The major strength of our study is the selection and follow-up of large, well-characterized populations of HIV-infected persons and matched HIV-uninfected persons from the same health care system. Study results are likely to be highly generalizable to those with access to healthcare since KP provides care to approximately 30% of all insured Californians in its most populated areas, and data indicate members are very similar to the local surrounding and statewide population with respect to age, sex and race/ethnicity, with only slight underrepresentation of those in lower and higher income and education categories [
16]. Furthermore, demographics of HIV-infected KP members are very similar to reported AIDS cases in California [
40]. Another strength is the high quality case ascertainment of HIV infection status and cancer diagnoses. Finally, this analysis is unique in that we evaluated differences in the epidemiology of cancers with and without a currently known infectious cause.

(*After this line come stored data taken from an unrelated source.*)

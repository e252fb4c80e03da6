// raw block media
use std::fs::File;
use std::io::{Read, Seek, SeekFrom};
use std::path::Path;

use super::error::{LoaderError, Result};

pub const BLOCK_SIZE: usize = 512;

/// Read-only view of a raw, unpartitioned medium made of fixed-size blocks.
pub trait BlockSource {
    fn block_size(&self) -> usize;

    /// Number of whole blocks on the medium.
    fn block_count(&self) -> u64;

    /// Returns exactly `block_size()` bytes, or `BlockOutOfRange` past the end.
    fn read_block(&mut self, index: u64) -> Result<Vec<u8>>;
}

/// Medium held entirely in memory. A trailing partial block is not addressable.
pub struct MemMedium {
    data: Vec<u8>,
    block_size: usize,
}

impl MemMedium {
    pub fn new(data: Vec<u8>, block_size: usize) -> Self {
        Self { data, block_size }
    }
}

impl BlockSource for MemMedium {
    fn block_size(&self) -> usize {
        self.block_size
    }

    fn block_count(&self) -> u64 {
        (self.data.len() / self.block_size) as u64
    }

    fn read_block(&mut self, index: u64) -> Result<Vec<u8>> {
        let blocks = self.block_count();
        if index >= blocks {
            return Err(LoaderError::BlockOutOfRange { index, blocks });
        }
        let start = index as usize * self.block_size;
        Ok(self.data[start..start + self.block_size].to_vec())
    }
}

/// Disk image or raw device node.
pub struct FileMedium {
    file: File,
    block_size: usize,
    blocks: u64,
}

impl FileMedium {
    pub fn open(path: impl AsRef<Path>, block_size: usize) -> Result<Self> {
        let mut file = File::open(path)?;
        // seek works for device nodes where metadata().len() reports 0
        let len = file.seek(SeekFrom::End(0))?;
        Ok(Self {
            file,
            block_size,
            blocks: len / block_size as u64,
        })
    }
}

impl BlockSource for FileMedium {
    fn block_size(&self) -> usize {
        self.block_size
    }

    fn block_count(&self) -> u64 {
        self.blocks
    }

    fn read_block(&mut self, index: u64) -> Result<Vec<u8>> {
        if index >= self.blocks {
            return Err(LoaderError::BlockOutOfRange {
                index,
                blocks: self.blocks,
            });
        }
        let mut buf = vec![0; self.block_size];
        self.file
            .seek(SeekFrom::Start(index * self.block_size as u64))?;
        self.file.read_exact(&mut buf)?;
        Ok(buf)
    }
}

#[cfg(test)]
mod tests {
    use super::*;
    use std::io::Write;

    #[test]
    fn mem_medium_reads_whole_blocks_only() {
        let mut data = vec![0u8; BLOCK_SIZE * 2 + 100];
        data[BLOCK_SIZE] = 0xAA;
        let mut m = MemMedium::new(data, BLOCK_SIZE);

        assert_eq!(m.block_count(), 2);
        let b = m.read_block(1).unwrap();
        assert_eq!(b.len(), BLOCK_SIZE);
        assert_eq!(b[0], 0xAA);
        assert!(matches!(
            m.read_block(2),
            Err(LoaderError::BlockOutOfRange { index: 2, blocks: 2 })
        ));
    }

    #[test]
    fn file_medium_reads_at_block_offsets() {
        let mut f = tempfile::NamedTempFile::new().unwrap();
        let mut data = vec![0u8; BLOCK_SIZE * 3];
        data[2 * BLOCK_SIZE + 5] = 0x42;
        f.write_all(&data).unwrap();
        f.flush().unwrap();

        let mut m = FileMedium::open(f.path(), BLOCK_SIZE).unwrap();
        assert_eq!(m.block_count(), 3);
        assert_eq!(m.read_block(2).unwrap()[5], 0x42);
        assert!(m.read_block(3).is_err());
    }
}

In summary, we found that almost 70% of cancers in HIV-infected persons have a currently known infectious cause compared to only 12% in HIV-uninfected persons. These results have implications for prevention of cancers in HIV-infected persons. First, we found little evidence for the need for a different screening approach compared to general guidelines for breast, prostate or colorectal cancer among HIV-infected persons. However, the higher risk of lung cancer should be evaluated further including the possible association of this cancer with immune function, and the need for greater smoking risk reduction. Prevention efforts in HIV-infected persons, however, should continue to focus on infection-related cancers, including the evaluation of more routine vaccinations for infections such as hepatitis B, and possibly the extension of the recently approved HPV vaccine to adolescent boys. However, the HPV vaccine has not been evaluated in HIV-infected persons, nor has it been evaluated for the prevention of HPV-associated cancers other than cervical cancer. For anal squamous cell cancer, universal screening guidelines for the detection of early lesions may also greatly benefit this population. Finally, our study supports the concept of earlier initiation of ART [
41,
42], since the burden of infection-related cancers may be reduced further with improved immune function.